PROBLEM TO SOLVE: In these entries, tally the lines where "reach" occurs. Respond with only the count.

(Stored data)
-- Opening Marker --

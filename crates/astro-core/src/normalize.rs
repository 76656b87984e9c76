//! Attribute normalization: raw optional attributes into bounded 0–100 scores.
//!
//! Every default-value decision lives here. A missing, non-finite or
//! non-positive attribute resolves to [`DEFAULT_SCORE`]; it never becomes 0.

use serde::{Deserialize, Serialize};

use crate::constants::{
    DEFAULT_SCORE, DISTANCE_EDGE_LY, DISTANCE_FAR_LY, DISTANCE_NEAR_LY, DISTANCE_NEAREST_LY,
    FAR_BAND_FLOOR, LUMINOSITY_RANGE, MASS_RANGE, MAX_METRIC_SCORE, PROXIMITY_SPAN,
    TEMPERATURE_RANGE,
};
use crate::record::{Attributes, TypeCategory};

/// Log-scale `value` into `[0, 100]` over `[min, max]`, or 50 when missing.
pub fn normalize(value: Option<f64>, min: f64, max: f64) -> f64 {
    normalize_or(value, min, max, DEFAULT_SCORE)
}

/// [`normalize`] with an explicit default.
pub fn normalize_or(value: Option<f64>, min: f64, max: f64, default: f64) -> f64 {
    let Some(v) = positive(value) else {
        return default;
    };
    let (lo, hi) = (min.log10(), max.log10());
    let span = hi - lo;
    if !span.is_finite() || span <= 0.0 {
        return default;
    }
    let clamped = v.clamp(min, max);
    (((clamped.log10() - lo) / span) * 100.0).clamp(0.0, 100.0)
}

fn positive(value: Option<f64>) -> Option<f64> {
    value.filter(|v| v.is_finite() && *v > 0.0)
}

/// Distance score in light-years.
///
/// Three regimes: nearby objects score higher the closer they are, the
/// generic band rewards distance on a log scale up to 90, and beyond 1e9 ly
/// the score climbs from 90 towards 100 at the edge of the observable
/// universe.
pub fn distance_score(light_years: Option<f64>) -> f64 {
    let Some(d) = positive(light_years) else {
        return DEFAULT_SCORE;
    };
    if d < DISTANCE_NEAR_LY {
        let closeness = normalize(Some(d), DISTANCE_NEAREST_LY, DISTANCE_NEAR_LY) / 100.0;
        MAX_METRIC_SCORE - PROXIMITY_SPAN * closeness
    } else if d > DISTANCE_FAR_LY {
        let reach = normalize(Some(d), DISTANCE_FAR_LY, DISTANCE_EDGE_LY) / 100.0;
        FAR_BAND_FLOOR + (MAX_METRIC_SCORE - FAR_BAND_FLOOR) * reach
    } else {
        normalize(Some(d), DISTANCE_NEAR_LY, DISTANCE_FAR_LY) * FAR_BAND_FLOOR / 100.0
    }
}

pub fn mass_score(solar_masses: Option<f64>) -> f64 {
    normalize(solar_masses, MASS_RANGE.0, MASS_RANGE.1)
}

pub fn luminosity_score(solar_luminosities: Option<f64>) -> f64 {
    normalize(solar_luminosities, LUMINOSITY_RANGE.0, LUMINOSITY_RANGE.1)
}

pub fn temperature_score(kelvin: Option<f64>) -> f64 {
    normalize(kelvin, TEMPERATURE_RANGE.0, TEMPERATURE_RANGE.1)
}

/// Historical era of a discovery.
#[derive(Debug, Clone, Copy, PartialEq, Eq)]
pub enum DiscoveryEra {
    PreTelescope,
    EarlyTelescope,
    NineteenthCentury,
    EarlyTwentiethCentury,
    SpaceAge,
    Modern,
    VeryRecent,
}

impl DiscoveryEra {
    pub fn from_year(year: i32) -> Self {
        match year {
            i32::MIN..1610 => DiscoveryEra::PreTelescope,
            1610..1800 => DiscoveryEra::EarlyTelescope,
            1800..1900 => DiscoveryEra::NineteenthCentury,
            1900..1957 => DiscoveryEra::EarlyTwentiethCentury,
            1957..2000 => DiscoveryEra::SpaceAge,
            2000..2020 => DiscoveryEra::Modern,
            _ => DiscoveryEra::VeryRecent,
        }
    }

    pub fn score(self) -> f64 {
        match self {
            DiscoveryEra::PreTelescope => 20.0,
            DiscoveryEra::EarlyTelescope => 40.0,
            DiscoveryEra::NineteenthCentury => 55.0,
            DiscoveryEra::EarlyTwentiethCentury => 65.0,
            DiscoveryEra::SpaceAge => 80.0,
            DiscoveryEra::Modern => 70.0,
            DiscoveryEra::VeryRecent => 90.0,
        }
    }
}

/// Era-bucketed discovery score; unknown or non-positive years score 50.
pub fn discovery_score(year: Option<i32>) -> f64 {
    year.filter(|y| *y > 0)
        .map(|y| DiscoveryEra::from_year(y).score())
        .unwrap_or(DEFAULT_SCORE)
}

/// Per-metric scores of one record, each in `[0, 100]`.
#[derive(Debug, Clone, Copy, PartialEq, Serialize, Deserialize)]
pub struct MetricScores {
    pub distance: f64,
    pub mass: f64,
    pub luminosity: f64,
    pub temperature: f64,
    pub discovery: f64,
}

impl MetricScores {
    /// Score every metric, scale by the category's type multiplier and
    /// clamp each product to 100.
    pub fn compute(attributes: &Attributes, category: TypeCategory) -> Self {
        let multiplier = category.type_multiplier();
        let scaled = |score: f64| (score * multiplier).clamp(0.0, MAX_METRIC_SCORE);
        Self {
            distance: scaled(distance_score(attributes.distance)),
            mass: scaled(mass_score(attributes.mass)),
            luminosity: scaled(luminosity_score(attributes.luminosity)),
            temperature: scaled(temperature_score(attributes.temperature)),
            discovery: scaled(discovery_score(attributes.discovery_year)),
        }
    }

    pub fn sum(&self) -> f64 {
        self.distance + self.mass + self.luminosity + self.temperature + self.discovery
    }
}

-- Closing Marker --

SOLUTION FOR THIS PROBLEM: 2